> **Try it**: Each entry should be written out once more, exactly as given below.

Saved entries
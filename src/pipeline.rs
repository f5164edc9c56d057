use std::{
    fs::File,
    io::Write,
    path::{Path, PathBuf},
};

use crate::{
    annotate::Annotator,
    assets::ImageAsset,
    config::ShotConfig,
    encode::{ExportFormat, ExportRequest, ExportResult, Exporter},
    foundation::error::{ShotError, ShotResult},
    path::{ExtendedRoots, FilesystemRoots, PathResolver, PlatformRoots, ResolvedPath},
};

/// Outcome of a request whose bytes reached disk.
#[derive(Clone, Debug, PartialEq, Eq)]
pub struct SavedExport {
    pub export: ExportResult,
    pub resolved: ResolvedPath,
    pub saved_to: PathBuf,
}

/// Resolve, annotate, export, persist.
#[derive(Debug)]
pub struct Orchestrator {
    resolver: PathResolver,
    annotator: Annotator,
    exporter: Exporter,
    config: ShotConfig,
}

impl Orchestrator {
    /// Search the platform roots plus `config.extra_roots`.
    pub fn new(config: ShotConfig) -> ShotResult<Self> {
        let roots = ExtendedRoots {
            base: PlatformRoots,
            extra: config.extra_roots.clone(),
        };
        Self::with_roots(config, Box::new(roots))
    }

    pub fn with_roots(config: ShotConfig, roots: Box<dyn FilesystemRoots>) -> ShotResult<Self> {
        config.validate()?;
        let home = config.home_dir()?;
        Ok(Self {
            resolver: PathResolver::new(home, roots)?,
            annotator: Annotator::new(),
            exporter: Exporter::new(),
            config,
        })
    }

    pub fn resolver(&self) -> &PathResolver {
        &self.resolver
    }

    pub fn run(
        &mut self,
        raw_path: &str,
        image: ImageAsset,
        format: &str,
    ) -> ShotResult<SavedExport> {
        self.run_at(raw_path, image, format, &chrono::Local::now())
    }

    /// [`Orchestrator::run`] with an explicit request time.
    #[tracing::instrument(skip(self, image, now), fields(width = image.width(), height = image.height()))]
    pub fn run_at<Tz>(
        &mut self,
        raw_path: &str,
        mut image: ImageAsset,
        format: &str,
        now: &chrono::DateTime<Tz>,
    ) -> ShotResult<SavedExport>
    where
        Tz: chrono::TimeZone,
        Tz::Offset: std::fmt::Display,
    {
        let resolved = self.resolver.resolve(raw_path)?;

        let spec = self.config.overlay_spec(now);
        self.annotator.annotate(&mut image, &spec);

        let request = ExportRequest::new(ExportFormat::parse(format), now.naive_local());
        let export = self.exporter.export(&image, &request)?;

        let saved_to = persist(resolved.path(), &export)?;
        tracing::info!(path = %saved_to.display(), mime = export.mime(), "saved screenshot");

        Ok(SavedExport {
            export,
            resolved,
            saved_to,
        })
    }
}

/// Create `dir` if needed and write the export into it. A file this call
/// created is removed again if writing into it fails; anything already at the
/// target is left alone when it cannot be opened for writing.
fn persist(dir: &Path, export: &ExportResult) -> ShotResult<PathBuf> {
    std::fs::create_dir_all(dir).map_err(|e| ShotError::from_io(dir, e))?;

    let target = dir.join(export.filename());
    let file = File::create(&target).map_err(|e| ShotError::from_io(&target, e))?;
    if let Err(e) = write_all(file, export.bytes()) {
        if let Err(rm) = std::fs::remove_file(&target)
            && rm.kind() != std::io::ErrorKind::NotFound
        {
            tracing::warn!(path = %target.display(), error = %rm, "could not remove partial file");
        }
        return Err(ShotError::from_io(&target, e));
    }
    Ok(target)
}

fn write_all(mut file: File, bytes: &[u8]) -> std::io::Result<()> {
    file.write_all(bytes)?;
    file.flush()
}

#[cfg(test)]
mod tests {
    use super::*;
    use crate::{annotate::OverlayFont, path::FixedRoots};

    fn temp_home(name: &str) -> PathBuf {
        let dir = std::env::temp_dir().join(format!(
            "shotmark_pipe_{name}_{}_{}",
            std::process::id(),
            std::time::SystemTime::now()
                .duration_since(std::time::UNIX_EPOCH)
                .unwrap()
                .as_nanos()
        ));
        std::fs::create_dir_all(&dir).unwrap();
        dir
    }

    fn orchestrator(home: &Path) -> Orchestrator {
        let config = ShotConfig {
            home_dir: Some(home.to_path_buf()),
            ..ShotConfig::default()
        };
        let mut o = Orchestrator::with_roots(config, Box::new(FixedRoots::default())).unwrap();
        o.annotator = Annotator::with_font(o.config.font_choice(), OverlayFont::fixed());
        o
    }

    fn now() -> chrono::DateTime<chrono::FixedOffset> {
        chrono::DateTime::parse_from_rfc3339("2025-05-06T07:08:09+00:00").unwrap()
    }

    fn raster() -> ImageAsset {
        ImageAsset::from_rgba(image::RgbaImage::from_pixel(
            240,
            200,
            image::Rgba([40, 80, 120, 255]),
        ))
    }

    #[test]
    fn missing_folder_is_created_and_file_written() {
        let home = temp_home("create");
        let saved = orchestrator(&home)
            .run_at("Shots", raster(), "png", &now())
            .unwrap();

        assert!(!saved.resolved.existed());
        assert_eq!(saved.resolved.path(), home.join("Shots"));
        assert_eq!(
            saved.saved_to,
            home.join("Shots").join("screenshot_20250506_070809.png")
        );
        assert_eq!(std::fs::read(&saved.saved_to).unwrap(), saved.export.bytes());
    }

    #[test]
    fn directory_creation_failure_is_fail_closed() {
        let home = temp_home("blocked");
        std::fs::write(home.join("Blocked"), b"not a dir").unwrap();

        let err = orchestrator(&home)
            .run_at("~/Blocked/inner", raster(), "png", &now())
            .unwrap_err();
        assert!(
            matches!(
                err,
                ShotError::Persistence { .. } | ShotError::PermissionDenied { .. }
            ),
            "{err}"
        );
        assert!(!home.join("Blocked").join("inner").exists());
    }

    #[cfg(unix)]
    #[test]
    fn unopenable_target_is_left_in_place() {
        let home = temp_home("dangling");
        let dir = home.join("Shots");
        std::fs::create_dir_all(&dir).unwrap();
        let target = dir.join("screenshot_20250506_070809.png");
        std::os::unix::fs::symlink(home.join("missing").join("x.png"), &target).unwrap();

        let err = orchestrator(&home)
            .run_at("~/Shots", raster(), "png", &now())
            .unwrap_err();
        assert!(matches!(err, ShotError::Persistence { .. }), "{err}");
        assert!(std::fs::symlink_metadata(&target).unwrap().file_type().is_symlink());
    }

    #[test]
    fn invalid_path_stops_before_export() {
        let home = temp_home("invalid");
        let err = orchestrator(&home)
            .run_at("   ", raster(), "png", &now())
            .unwrap_err();
        assert!(matches!(err, ShotError::InvalidPath { .. }));
        assert_eq!(std::fs::read_dir(&home).unwrap().count(), 0);
    }

    #[test]
    fn annotation_is_visible_in_saved_png() {
        let home = temp_home("visible");
        let saved = orchestrator(&home)
            .run_at("~/out", raster(), "png", &now())
            .unwrap();
        let back = image::load_from_memory(saved.export.bytes())
            .unwrap()
            .to_rgba8();
        assert_eq!(back.dimensions(), (240, 200));
        assert!(back.pixels().any(|p| p.0 == [255, 255, 255, 255]));
    }

    #[test]
    fn relative_home_override_is_rejected() {
        let config = ShotConfig {
            home_dir: Some(PathBuf::from("rel")),
            ..ShotConfig::default()
        };
        let err = Orchestrator::with_roots(config, Box::new(FixedRoots::default())).unwrap_err();
        assert!(matches!(err, ShotError::Config(_)));
    }
}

> **Task result**:
filename src/pipeline.rs
repository f5164edc9c56d057
use std::{
    fs::File,
    io::Write,
    path::{Path, PathBuf},
};

use crate::{
    annotate::Annotator,
    assets::ImageAsset,
    config::ShotConfig,
    encode::{ExportFormat, ExportRequest, ExportResult, Exporter},
    foundation::error::{ShotError, ShotResult},
    path::{ExtendedRoots, FilesystemRoots, PathResolver, PlatformRoots, ResolvedPath},
};

/// Outcome of a request whose bytes reached disk.
#[derive(Clone, Debug, PartialEq, Eq)]
pub struct SavedExport {
    pub export: ExportResult,
    pub resolved: ResolvedPath,
    pub saved_to: PathBuf,
}

/// Resolve, annotate, export, persist.
#[derive(Debug)]
pub struct Orchestrator {
    resolver: PathResolver,
    annotator: Annotator,
    exporter: Exporter,
    config: ShotConfig,
}

impl Orchestrator {
    /// Search the platform roots plus `config.extra_roots`.
    pub fn new(config: ShotConfig) -> ShotResult<Self> {
        let roots = ExtendedRoots {
            base: PlatformRoots,
            extra: config.extra_roots.clone(),
        };
        Self::with_roots(config, Box::new(roots))
    }

    pub fn with_roots(config: ShotConfig, roots: Box<dyn FilesystemRoots>) -> ShotResult<Self> {
        config.validate()?;
        let home = config.home_dir()?;
        Ok(Self {
            resolver: PathResolver::new(home, roots)?,
            annotator: Annotator::new(),
            exporter: Exporter::new(),
            config,
        })
    }

    pub fn resolver(&self) -> &PathResolver {
        &self.resolver
    }

    pub fn run(
        &mut self,
        raw_path: &str,
        image: ImageAsset,
        format: &str,
    ) -> ShotResult<SavedExport> {
        self.run_at(raw_path, image, format, &chrono::Local::now())
    }

    /// [`Orchestrator::run`] with an explicit request time.
    #[tracing::instrument(skip(self, image, now), fields(width = image.width(), height = image.height()))]
    pub fn run_at<Tz>(
        &mut self,
        raw_path: &str,
        mut image: ImageAsset,
        format: &str,
        now: &chrono::DateTime<Tz>,
    ) -> ShotResult<SavedExport>
    where
        Tz: chrono::TimeZone,
        Tz::Offset: std::fmt::Display,
    {
        let resolved = self.resolver.resolve(raw_path)?;

        let spec = self.config.overlay_spec(now);
        self.annotator.annotate(&mut image, &spec);

        let request = ExportRequest::new(ExportFormat::parse(format), now.naive_local());
        let export = self.exporter.export(&image, &request)?;

        let saved_to = persist(resolved.path(), &export)?;
        tracing::info!(path = %saved_to.display(), mime = export.mime(), "saved screenshot");

        Ok(SavedExport {
            export,
            resolved,
            saved_to,
        })
    }
}

/// Create `dir` if needed and write the export into it. A file this call
/// created is removed again if writing into it fails; anything already at the
/// target is left alone when it cannot be opened for writing.
fn persist(dir: &Path, export: &ExportResult) -> ShotResult<PathBuf> {
    std::fs::create_dir_all(dir).map_err(|e| ShotError::from_io(dir, e))?;

    let target = dir.join(export.filename());
    let file = File::create(&target).map_err(|e| ShotError::from_io(&target, e))?;
    if let Err(e) = write_all(file, export.bytes()) {
        if let Err(rm) = std::fs::remove_file(&target)
            && rm.kind() != std::io::ErrorKind::NotFound
        {
            tracing::warn!(path = %target.display(), error = %rm, "could not remove partial file");
        }
        return Err(ShotError::from_io(&target, e));
    }
    Ok(target)
}

fn write_all(mut file: File, bytes: &[u8]) -> std::io::Result<()> {
    file.write_all(bytes)?;
    file.flush()
}

#[cfg(test)]
mod tests {
    use super::*;
    use crate::{annotate::OverlayFont, path::FixedRoots};

    fn temp_home(name: &str) -> PathBuf {
        let dir = std::env::temp_dir().join(format!(
            "shotmark_pipe_{name}_{}_{}",
            std::process::id(),
            std::time::SystemTime::now()
                .duration_since(std::time::UNIX_EPOCH)
                .unwrap()
                .as_nanos()
        ));
        std::fs::create_dir_all(&dir).unwrap();
        dir
    }

    fn orchestrator(home: &Path) -> Orchestrator {
        let config = ShotConfig {
            home_dir: Some(home.to_path_buf()),
            ..ShotConfig::default()
        };
        let mut o = Orchestrator::with_roots(config, Box::new(FixedRoots::default())).unwrap();
        o.annotator = Annotator::with_font(o.config.font_choice(), OverlayFont::fixed());
        o
    }

    fn now() -> chrono::DateTime<chrono::FixedOffset> {
        chrono::DateTime::parse_from_rfc3339("2025-05-06T07:08:09+00:00").unwrap()
    }

    fn raster() -> ImageAsset {
        ImageAsset::from_rgba(image::RgbaImage::from_pixel(
            240,
            200,
            image::Rgba([40, 80, 120, 255]),
        ))
    }

    #[test]
    fn missing_folder_is_created_and_file_written() {
        let home = temp_home("create");
        let saved = orchestrator(&home)
            .run_at("Shots", raster(), "png", &now())
            .unwrap();

        assert!(!saved.resolved.existed());
        assert_eq!(saved.resolved.path(), home.join("Shots"));
        assert_eq!(
            saved.saved_to,
            home.join("Shots").join("screenshot_20250506_070809.png")
        );
        assert_eq!(std::fs::read(&saved.saved_to).unwrap(), saved.export.bytes());
    }

    #[test]
    fn directory_creation_failure_is_fail_closed() {
        let home = temp_home("blocked");
        std::fs::write(home.join("Blocked"), b"not a dir").unwrap();

        let err = orchestrator(&home)
            .run_at("~/Blocked/inner", raster(), "png", &now())
            .unwrap_err();
        assert!(
            matches!(
                err,
                ShotError::Persistence { .. } | ShotError::PermissionDenied { .. }
            ),
            "{err}"
        );
        assert!(!home.join("Blocked").join("inner").exists());
    }

    #[cfg(unix)]
    #[test]
    fn unopenable_target_is_left_in_place() {
        let home = temp_home("dangling");
        let dir = home.join("Shots");
        std::fs::create_dir_all(&dir).unwrap();
        let target = dir.join("screenshot_20250506_070809.png");
        std::os::unix::fs::symlink(home.join("missing").join("x.png"), &target).unwrap();

        let err = orchestrator(&home)
            .run_at("~/Shots", raster(), "png", &now())
            .unwrap_err();
        assert!(matches!(err, ShotError::Persistence { .. }), "{err}");
        assert!(std::fs::symlink_metadata(&target).unwrap().file_type().is_symlink());
    }

    #[test]
    fn invalid_path_stops_before_export() {
        let home = temp_home("invalid");
        let err = orchestrator(&home)
            .run_at("   ", raster(), "png", &now())
            .unwrap_err();
        assert!(matches!(err, ShotError::InvalidPath { .. }));
        assert_eq!(std::fs::read_dir(&home).unwrap().count(), 0);
    }

    #[test]
    fn annotation_is_visible_in_saved_png() {
        let home = temp_home("visible");
        let saved = orchestrator(&home)
            .run_at("~/out", raster(), "png", &now())
            .unwrap();
        let back = image::load_from_memory(saved.export.bytes())
            .unwrap()
            .to_rgba8();
        assert_eq!(back.dimensions(), (240, 200));
        assert!(back.pixels().any(|p| p.0 == [255, 255, 255, 255]));
    }

    #[test]
    fn relative_home_override_is_rejected() {
        let config = ShotConfig {
            home_dir: Some(PathBuf::from("rel")),
            ..ShotConfig::default()
        };
        let err = Orchestrator::with_roots(config, Box::new(FixedRoots::default())).unwrap_err();
        assert!(matches!(err, ShotError::Config(_)));
    }
}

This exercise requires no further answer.